EXERCISE INPUTS Start Marker
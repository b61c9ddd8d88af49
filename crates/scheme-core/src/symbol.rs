//! Interned symbols.
//!
//! The teacher's own `Value::Symbol` is explicitly uninterned ("each symbol
//! allocates... interning may be added in the future for O(1) equality
//! comparison" — `value.rs`). This core adds that interning because spec.md
//! requires the empty list to be one specific, identity-comparable symbol
//! value (`emptylist`), which only works cleanly if symbols with the same
//! name are guaranteed to be the same allocation.

use std::cell::RefCell;
use std::collections::HashMap;
use std::fmt;
use std::rc::Rc;

thread_local! {
    static INTERNER: RefCell<HashMap<Rc<str>, Symbol>> = RefCell::new(HashMap::new());
}

/// An interned symbol name.
///
/// Two `Symbol`s with the same text are always the same allocation, so
/// equality and hashing are both O(1) pointer operations.
#[derive(Clone)]
pub struct Symbol(Rc<str>);

impl Symbol {
    /// Intern `name`, returning the shared handle for it.
    pub fn intern(name: &str) -> Symbol {
        INTERNER.with(|table| {
            let mut table = table.borrow_mut();
            if let Some(sym) = table.get(name) {
                return sym.clone();
            }
            let rc: Rc<str> = Rc::from(name);
            let sym = Symbol(rc.clone());
            table.insert(rc, sym.clone());
            sym
        })
    }

    pub fn as_str(&self) -> &str {
        &self.0
    }
}

impl PartialEq for Symbol {
    fn eq(&self, other: &Self) -> bool {
        Rc::ptr_eq(&self.0, &other.0)
    }
}
impl Eq for Symbol {}

impl std::hash::Hash for Symbol {
    fn hash<H: std::hash::Hasher>(&self, state: &mut H) {
        (Rc::as_ptr(&self.0) as *const () as usize).hash(state);
    }
}

impl fmt::Debug for Symbol {
    fn fmt(&self, f: &mut fmt::Formatter<'_>) -> fmt::Result {
        write!(f, "Symbol({:?})", self.0)
    }
}

impl fmt::Display for Symbol {
    fn fmt(&self, f: &mut fmt::Formatter<'_>) -> fmt::Result {
        write!(f, "{}", self.0)
    }
}

/// The dedicated symbol that represents the empty list, `()`.
///
/// spec.md §3.1: "The symbol `()` ... is represented as the dedicated
/// symbol `emptylist`; it is *not* a pair."
pub fn empty_list_symbol() -> Symbol {
    Symbol::intern("emptylist")
}

/// The sentinel symbol used internally to represent "no argument given"
/// (spec.md §6, the AST conventions section).
pub fn sentinel_arg_symbol() -> Symbol {
    Symbol::intern("sentinel-arg")
}

/// Characters that would confuse the reader if left bare in a symbol's
/// textual representation (spec.md §6).
fn needs_escape(c: char) -> bool {
    matches!(
        c,
        ' ' | '\t' | '\n' | '\r' | '(' | ')' | '[' | ']' | '{' | '}' | '`' | '\'' | '"' | ',' | ';' | '\\'
    )
}

/// Encode a symbol's name for textual output, escaping reader-hostile
/// characters as `\xHEX:` (spec.md §6).
pub fn encode_escapes(name: &str) -> String {
    let mut out = String::with_capacity(name.len());
    for c in name.chars() {
        if needs_escape(c) {
            out.push_str(&format!("\\x{:x}:", c as u32));
        } else {
            out.push(c);
        }
    }
    out
}

/// Decode a symbol's textual representation, reversing [`encode_escapes`].
///
/// Used by the (external) reader; kept here since it's the inverse of the
/// encoding this crate defines.
pub fn decode_escapes(text: &str) -> Result<String, String> {
    let mut out = String::with_capacity(text.len());
    let mut chars = text.chars().peekable();
    while let Some(c) = chars.next() {
        if c == '\\' && chars.peek() == Some(&'x') {
            chars.next();
            let mut hex = String::new();
            for c in chars.by_ref() {
                if c == ':' {
                    break;
                }
                hex.push(c);
            }
            let code = u32::from_str_radix(&hex, 16)
                .map_err(|_| format!("invalid symbol hex escape: \\x{}:", hex))?;
            let ch = char::from_u32(code)
                .ok_or_else(|| format!("invalid unicode scalar in symbol escape: {:x}", code))?;
            out.push(ch);
        } else {
            out.push(c);
        }
    }
    Ok(out)
}
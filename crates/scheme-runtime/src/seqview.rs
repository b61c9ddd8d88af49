//! `SeqView`: the capability trait that lets [`crate::combinators`] treat
//! lists, vectors, and strings uniformly. Grounded on spec.md §9's
//! redesign note calling for exactly this seam (`len`, `get`, `set`,
//! `new_of_shape`, `push`) so the combinator family isn't tripled into
//! list/vector/string copies the way the teacher's `list_ops.rs` only
//! ever handles one shape (its own FFI list type).

use scheme_core::error::SchemeError;
use scheme_core::value::{StrHandle, Value, VectorHandle};

use crate::cycle::CycleSafeIter;
use crate::list_ops;

/// A read/build view over one of the three sequence shapes. Combinators
/// read an input via `len`/`get`, then build a same-shape result by
/// calling `new_of_shape`, repeated `push`es, and finally `finish`.
pub trait SeqView {
    fn len(&self) -> usize;
    fn get(&self, index: usize) -> Value;
    fn set(&mut self, index: usize, value: Value);
    fn new_of_shape(capacity: usize) -> Self
    where
        Self: Sized;
    fn push(&mut self, value: Value);
    /// Materialize the built-up elements back into a `Value` of this
    /// view's shape.
    fn finish(self) -> Value;
}

pub struct ListSeq(Vec<Value>);

impl ListSeq {
    pub fn from_value(v: &Value) -> Result<Self, SchemeError> {
        if !list_ops::is_list(v) {
            return Err(SchemeError::eval("expected a proper list"));
        }
        Ok(ListSeq(CycleSafeIter::new(v).collect()))
    }
}

impl SeqView for ListSeq {
    fn len(&self) -> usize {
        self.0.len()
    }
    fn get(&self, index: usize) -> Value {
        self.0[index].clone()
    }
    fn set(&mut self, index: usize, value: Value) {
        self.0[index] = value;
    }
    fn new_of_shape(capacity: usize) -> Self {
        ListSeq(Vec::with_capacity(capacity))
    }
    fn push(&mut self, value: Value) {
        self.0.push(value);
    }
    fn finish(self) -> Value {
        let mut out = Value::empty_list();
        for item in self.0.into_iter().rev() {
            out = Value::cons(item, out);
        }
        out
    }
}

pub struct VectorSeq(Vec<Value>);

impl VectorSeq {
    pub fn from_handle(handle: &VectorHandle) -> Self {
        VectorSeq(handle.borrow().clone())
    }
}

impl SeqView for VectorSeq {
    fn len(&self) -> usize {
        self.0.len()
    }
    fn get(&self, index: usize) -> Value {
        self.0[index].clone()
    }
    fn set(&mut self, index: usize, value: Value) {
        self.0[index] = value;
    }
    fn new_of_shape(capacity: usize) -> Self {
        VectorSeq(Vec::with_capacity(capacity))
    }
    fn push(&mut self, value: Value) {
        self.0.push(value);
    }
    fn finish(self) -> Value {
        Value::Vector(std::rc::Rc::new(std::cell::RefCell::new(self.0)))
    }
}

/// Strings are sequences of characters; elements are `Value::Char`.
/// Pushing a non-character value is a caller bug (combinators never do
/// this — a string-shaped input always yields string-shaped output), so
/// it panics rather than threading an error through every `push` call.
pub struct StringSeq(Vec<char>);

impl StringSeq {
    pub fn from_handle(handle: &StrHandle) -> Self {
        StringSeq(handle.borrow().chars().collect())
    }
}

impl SeqView for StringSeq {
    fn len(&self) -> usize {
        self.0.len()
    }
    fn get(&self, index: usize) -> Value {
        Value::Char(self.0[index])
    }
    fn set(&mut self, index: usize, value: Value) {
        if let Value::Char(c) = value {
            self.0[index] = c;
        } else {
            panic!("StringSeq::set called with a non-character value");
        }
    }
    fn new_of_shape(capacity: usize) -> Self {
        StringSeq(Vec::with_capacity(capacity))
    }
    fn push(&mut self, value: Value) {
        match value {
            Value::Char(c) => self.0.push(c),
            other => panic!("StringSeq::push called with {:?}", other),
        }
    }
    fn finish(self) -> Value {
        let s: String = self.0.into_iter().collect();
        Value::Str(std::rc::Rc::new(std::cell::RefCell::new(s)))
    }
}

/// Shape-erased wrapper used by [`crate::combinators`] so one combinator
/// body can run over whichever of the three shapes its caller handed it.
/// `SeqView::new_of_shape` is an associated function with no `self`, so
/// it can't tell a trait object what shape to build — `AnySeq` instead
/// exposes an inherent `new_like` that remembers its own variant. The
/// trait itself stays implemented only by the three concrete view types,
/// which is the capability spec.md §9 actually asks for; this enum is
/// just the dispatch glue.
pub enum AnySeq {
    List(ListSeq),
    Vector(VectorSeq),
    Str(StringSeq),
}

impl AnySeq {
    pub fn from_value(v: &Value) -> Result<Self, SchemeError> {
        if v.is_pair() || v.is_empty_list() {
            return Ok(AnySeq::List(ListSeq::from_value(v)?));
        }
        match v {
            Value::Vector(h) => Ok(AnySeq::Vector(VectorSeq::from_handle(h))),
            Value::Str(h) => Ok(AnySeq::Str(StringSeq::from_handle(h))),
            other => Err(SchemeError::eval(format!(
                "expected a list, vector, or string, got {}",
                other.type_name()
            ))),
        }
    }

    pub fn len(&self) -> usize {
        match self {
            AnySeq::List(s) => s.len(),
            AnySeq::Vector(s) => s.len(),
            AnySeq::Str(s) => s.len(),
        }
    }

    pub fn is_empty(&self) -> bool {
        self.len() == 0
    }

    pub fn get(&self, index: usize) -> Value {
        match self {
            AnySeq::List(s) => s.get(index),
            AnySeq::Vector(s) => s.get(index),
            AnySeq::Str(s) => s.get(index),
        }
    }

    pub fn set(&mut self, index: usize, value: Value) {
        match self {
            AnySeq::List(s) => s.set(index, value),
            AnySeq::Vector(s) => s.set(index, value),
            AnySeq::Str(s) => s.set(index, value),
        }
    }

    pub fn new_like(&self, capacity: usize) -> AnySeq {
        match self {
            AnySeq::List(_) => AnySeq::List(ListSeq::new_of_shape(capacity)),
            AnySeq::Vector(_) => AnySeq::Vector(VectorSeq::new_of_shape(capacity)),
            AnySeq::Str(_) => AnySeq::Str(StringSeq::new_of_shape(capacity)),
        }
    }

    pub fn push(&mut self, value: Value) {
        match self {
            AnySeq::List(s) => s.push(value),
            AnySeq::Vector(s) => s.push(value),
            AnySeq::Str(s) => s.push(value),
        }
    }

    pub fn finish(self) -> Value {
        match self {
            AnySeq::List(s) => s.finish(),
            AnySeq::Vector(s) => s.finish(),
            AnySeq::Str(s) => s.finish(),
        }
    }
}
use proptest::prelude::*;

use scheme_core::number::Number;
use scheme_core::value::Value;
use scheme_runtime::{combinators, cycle, equal};

fn list_of(items: &[i64]) -> Value {
    let mut tail = Value::empty_list();
    for &i in items.iter().rev() {
        tail = Value::cons(Value::Number(Number::Exact(i)), tail);
    }
    tail
}

fn as_exacts(v: &Value) -> Vec<i64> {
    cycle::CycleSafeIter::new(v)
        .map(|item| match item {
            Value::Number(Number::Exact(i)) => i,
            other => panic!("expected an exact number, got {:?}", other),
        })
        .collect()
}

proptest! {
    /// spec.md §8: `equal?(x, deep-copy(x))` holds for any structure.
    #[test]
    fn deep_copy_is_structurally_equal(items in proptest::collection::vec(any::<i64>(), 0..32)) {
        let original = list_of(&items);
        let copied = scheme_runtime::deep_copy(&original);
        prop_assert!(equal::equal(&original, &copied, None));
    }

    /// spec.md §8: `map` preserves the input's length.
    #[test]
    fn map_preserves_length(items in proptest::collection::vec(any::<i64>(), 0..32)) {
        let list = list_of(&items);
        let mapped = combinators::map(&[list], |row| Ok(row[0].clone())).unwrap();
        prop_assert_eq!(as_exacts(&mapped).len(), items.len());
    }

    /// spec.md §8: `fold` visits elements left to right.
    #[test]
    fn fold_visits_left_to_right(items in proptest::collection::vec(-100i64..100, 0..16)) {
        let list = list_of(&items);
        let order: std::cell::RefCell<Vec<i64>> = std::cell::RefCell::new(Vec::new());
        combinators::fold(&[list], Value::Bool(true), |acc, row| {
            if let Value::Number(Number::Exact(i)) = &row[0] {
                order.borrow_mut().push(*i);
            }
            Ok(acc)
        })
        .unwrap();
        prop_assert_eq!(order.into_inner(), items);
    }

    /// spec.md §8: taking `n` and dropping `n`, then appending, round-trips
    /// to the original list.
    #[test]
    fn take_then_drop_round_trips(items in proptest::collection::vec(any::<i64>(), 1..32)) {
        let list = list_of(&items);
        let n = items.len() / 2;
        let taken = combinators::take(&list, n).unwrap();
        let dropped = combinators::drop(&list, n).unwrap();
        let rejoined = scheme_runtime::list_ops::append(&[taken, dropped]).unwrap();
        prop_assert_eq!(as_exacts(&rejoined), items);
    }

    /// spec.md §8: `iota` produces an arithmetic sequence of the requested
    /// length.
    #[test]
    fn iota_matches_its_parameters(count in 0usize..32, start in -50i64..50, step in -5i64..5) {
        let seq = combinators::iota(count, Number::Exact(start), Number::Exact(step));
        let values = as_exacts(&seq);
        prop_assert_eq!(values.len(), count);
        for (i, v) in values.iter().enumerate() {
            prop_assert_eq!(*v, start + step * i as i64);
        }
    }
}
//! The `Value` datum and its shared-handle payload types.
//!
//! Grounded on `examples/navicore-cem3/crates/runtime/src/value.rs`'s
//! enum shape and ownership doc comments, generalized from the teacher's
//! flat FFI-friendly layout (`#[repr(C)]`, `Arc`-shared variants sized to
//! fit an LLVM-callable struct) to a tree-walker's needs: `Rc<RefCell<_>>`
//! handles for anything spec.md §3.1 calls "shared, mutable", and plain
//! owned data for anything atomic-by-value. The cons-pair shape itself has
//! no analogue in the teacher (Seq represents sequences as flat variant
//! arrays); that part follows `other_examples/...toolness-ascheme` and
//! `...jarcane-oxischeme`'s idiomatic `Rc`-based pair representations.

use std::cell::RefCell;
use std::collections::HashMap;
use std::fmt;
use std::rc::Rc;

use crate::env::EnvHandle;
use crate::error::SchemeError;
use crate::interp::Interpreter;
use crate::number::Number;
use crate::symbol::{empty_list_symbol, Symbol};

/// A mutable cons cell. Identity (not content) is what `eq?` compares.
#[derive(Debug)]
pub struct PairData {
    pub car: Value,
    pub cdr: Value,
}

pub type PairHandle = Rc<RefCell<PairData>>;
pub type StrHandle = Rc<RefCell<String>>;
pub type VectorHandle = Rc<RefCell<Vec<Value>>>;

/// A restricted key type for `Value::HashMap`. Only atomic-by-value data
/// and content-hashable strings/symbols are legal keys; this mirrors the
/// teacher's own `MapKey` enum (`value.rs`), which likewise narrows
/// `Value` down to a hashable subset (`Int`/`String`/`Bool`) rather than
/// attempting a general `Hash` impl over the whole datum space.
#[derive(Clone, Debug, PartialEq, Eq, Hash)]
pub enum HashKey {
    Bool(bool),
    Char(char),
    ExactInt(i64),
    Symbol(Symbol),
    Str(String),
}

impl HashKey {
    pub fn from_value(v: &Value) -> Option<HashKey> {
        match v {
            Value::Bool(b) => Some(HashKey::Bool(*b)),
            Value::Char(c) => Some(HashKey::Char(*c)),
            Value::Number(Number::Exact(i)) => Some(HashKey::ExactInt(*i)),
            Value::Symbol(s) => Some(HashKey::Symbol(s.clone())),
            Value::Str(s) => Some(HashKey::Str(s.borrow().clone())),
            _ => None,
        }
    }
}

pub type HashMapHandle = Rc<RefCell<HashMap<HashKey, Value>>>;

/// The native function pointer behind a `Value::Primitive`.
pub type NativeFn = Rc<dyn Fn(&[Value], &Interpreter) -> Result<Value, SchemeError>>;

#[derive(Clone)]
pub struct PrimitiveProc {
    pub name: Symbol,
    pub func: NativeFn,
}

impl fmt::Debug for PrimitiveProc {
    fn fmt(&self, f: &mut fmt::Formatter<'_>) -> fmt::Result {
        write!(f, "PrimitiveProc({})", self.name)
    }
}

/// A user-defined closure: parameter list, optional rest parameter, body
/// expression, and the defining environment.
#[derive(Debug)]
pub struct CompoundProc {
    pub params: Vec<Symbol>,
    pub variadic: Option<Symbol>,
    pub body: Rc<Vec<Value>>,
    pub env: EnvHandle,
    pub name: RefCell<Option<Symbol>>,
}

/// A `delay`ed computation: forced at most once, then memoized in place.
/// spec.md §4.6 / §8 (`force` memoization invariant).
#[derive(Debug)]
pub struct DelayData {
    pub expr: Value,
    pub env: EnvHandle,
    pub forced: bool,
    pub result: Option<Value>,
}

/// Pattern/template pair for one `syntax-rules` clause, plus the macro's
/// literal keyword set.
#[derive(Debug)]
pub struct SyntaxRuleData {
    pub label: Symbol,
    pub keywords: Vec<Symbol>,
    pub patterns: Vec<Value>,
    pub templates: Vec<Value>,
}

/// Opaque index into the `Interpreter`'s port registry. The registry
/// itself, and all actual I/O, live outside this crate's scope
/// (spec.md §1 Non-goals).
#[derive(Clone, Copy, Debug, PartialEq, Eq, Hash)]
pub struct PortId(pub usize);

/// An object instance: a prototype link plus its own member/method
/// tables. Grounded on `heist_types_toolkit.hpp`'s object model
/// (`proto`, `member_names`/`member_values`, `method_names`/`method_values`),
/// which `equal.rs`/`serialize.rs`/`copy.rs` all dispatch against through
/// [`crate::error::MethodDispatch`].
#[derive(Debug)]
pub struct ObjectData {
    pub proto: Option<Rc<RefCell<ObjectData>>>,
    pub member_names: Vec<Symbol>,
    pub member_values: Vec<Value>,
    pub method_names: Vec<Symbol>,
    pub method_values: Vec<Value>,
}

/// The universal Scheme datum.
///
/// Variants are grouped the way spec.md §3.1 groups them:
/// atomic-by-value, atomic-by-reference (shared, mutable), procedural,
/// and unit-like.
#[derive(Clone, Debug)]
pub enum Value {
    // --- unit-like ---
    Undefined,
    Void,
    UnspecifiedExecutable,

    // --- atomic-by-value ---
    Bool(bool),
    Char(char),
    Number(Number),
    Symbol(Symbol),

    // --- atomic-by-reference (shared, mutable handles) ---
    Str(StrHandle),
    Vector(VectorHandle),
    HashMap(HashMapHandle),
    Pair(PairHandle),

    // --- procedural ---
    Primitive(PrimitiveProc),
    Compound(Rc<CompoundProc>),
    Delay(Rc<RefCell<DelayData>>),

    // --- interpreter-adjacent handles ---
    Environment(EnvHandle),
    SyntaxRule(Rc<SyntaxRuleData>),
    InPort(PortId),
    OutPort(PortId),
    Expr(Rc<Vec<Value>>),
    Object(Rc<RefCell<ObjectData>>),
}

impl Value {
    pub fn empty_list() -> Value {
        Value::Symbol(empty_list_symbol())
    }

    pub fn is_empty_list(&self) -> bool {
        matches!(self, Value::Symbol(s) if *s == empty_list_symbol())
    }

    pub fn cons(car: Value, cdr: Value) -> Value {
        Value::Pair(Rc::new(RefCell::new(PairData { car, cdr })))
    }

    pub fn is_pair(&self) -> bool {
        matches!(self, Value::Pair(_))
    }

    pub fn is_truthy(&self) -> bool {
        !matches!(self, Value::Bool(false))
    }

    /// Identity comparison: the `eq?` relation spec.md describes as
    /// "pointer/handle identity for anything reference-shaped, ordinary
    /// value equality for anything atomic". This is distinct from the
    /// deep structural `equal?` that lives in `scheme-runtime::equal`.
    pub fn is_identical(&self, other: &Value) -> bool {
        use Value::*;
        match (self, other) {
            (Undefined, Undefined) | (Void, Void) | (UnspecifiedExecutable, UnspecifiedExecutable) => true,
            (Bool(a), Bool(b)) => a == b,
            (Char(a), Char(b)) => a == b,
            (Number(a), Number(b)) => a.numerically_equal(b),
            (Symbol(a), Symbol(b)) => a == b,
            (Str(a), Str(b)) => Rc::ptr_eq(a, b),
            (Vector(a), Vector(b)) => Rc::ptr_eq(a, b),
            (HashMap(a), HashMap(b)) => Rc::ptr_eq(a, b),
            (Pair(a), Pair(b)) => Rc::ptr_eq(a, b),
            (Primitive(a), Primitive(b)) => Rc::ptr_eq(&a.func, &b.func),
            (Compound(a), Compound(b)) => Rc::ptr_eq(a, b),
            (Delay(a), Delay(b)) => Rc::ptr_eq(a, b),
            (Environment(a), Environment(b)) => Rc::ptr_eq(a, b),
            (SyntaxRule(a), SyntaxRule(b)) => Rc::ptr_eq(a, b),
            (InPort(a), InPort(b)) | (OutPort(a), OutPort(b)) => a == b,
            (Expr(a), Expr(b)) => Rc::ptr_eq(a, b),
            (Object(a), Object(b)) => Rc::ptr_eq(a, b),
            _ => false,
        }
    }

    pub fn type_name(&self) -> &'static str {
        match self {
            Value::Undefined => "undefined",
            Value::Void => "void",
            Value::UnspecifiedExecutable => "unspecified",
            Value::Bool(_) => "boolean",
            Value::Char(_) => "character",
            Value::Number(_) => "number",
            Value::Symbol(_) => "symbol",
            Value::Str(_) => "string",
            Value::Vector(_) => "vector",
            Value::HashMap(_) => "hash-map",
            Value::Pair(_) => "pair",
            Value::Primitive(_) => "primitive",
            Value::Compound(_) => "procedure",
            Value::Delay(_) => "promise",
            Value::Environment(_) => "environment",
            Value::SyntaxRule(_) => "syntax-rules",
            Value::InPort(_) => "input-port",
            Value::OutPort(_) => "output-port",
            Value::Expr(_) => "expression",
            Value::Object(_) => "object",
        }
    }
}

#[cfg(test)]
mod tests {
    use super::*;

    #[test]
    fn empty_list_is_a_symbol_not_a_pair() {
        let v = Value::empty_list();
        assert!(v.is_empty_list());
        assert!(!v.is_pair());
    }

    #[test]
    fn identity_for_pairs_is_pointer_based() {
        let a = Value::cons(Value::Number(Number::Exact(1)), Value::empty_list());
        let b = Value::cons(Value::Number(Number::Exact(1)), Value::empty_list());
        assert!(a.is_identical(&a.clone()));
        assert!(!a.is_identical(&b));
    }

    #[test]
    fn false_is_the_only_falsy_value() {
        assert!(!Value::Bool(false).is_truthy());
        assert!(Value::Bool(true).is_truthy());
        assert!(Value::empty_list().is_truthy());
        assert!(Value::Number(Number::Exact(0)).is_truthy());
    }

    #[test]
    fn hash_key_rejects_reference_types() {
        let pair = Value::cons(Value::Bool(true), Value::empty_list());
        assert!(HashKey::from_value(&pair).is_none());
        assert!(HashKey::from_value(&Value::Bool(true)).is_some());
    }
}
EXERCISE INPUTS End Marker
GOAL OF THE EXERCISE: Repeat exactly, please, each line from the beginning of the data through the line with "for O(1) equality" in it, and only those lines.

YOUR SOLUTION:
repository b61c9ddd8d88af49
filename crates/scheme-core/src/symbol.rs
//! Interned symbols.
//!
//! The teacher's own `Value::Symbol` is explicitly uninterned ("each symbol
//! allocates... interning may be added in the future for O(1) equality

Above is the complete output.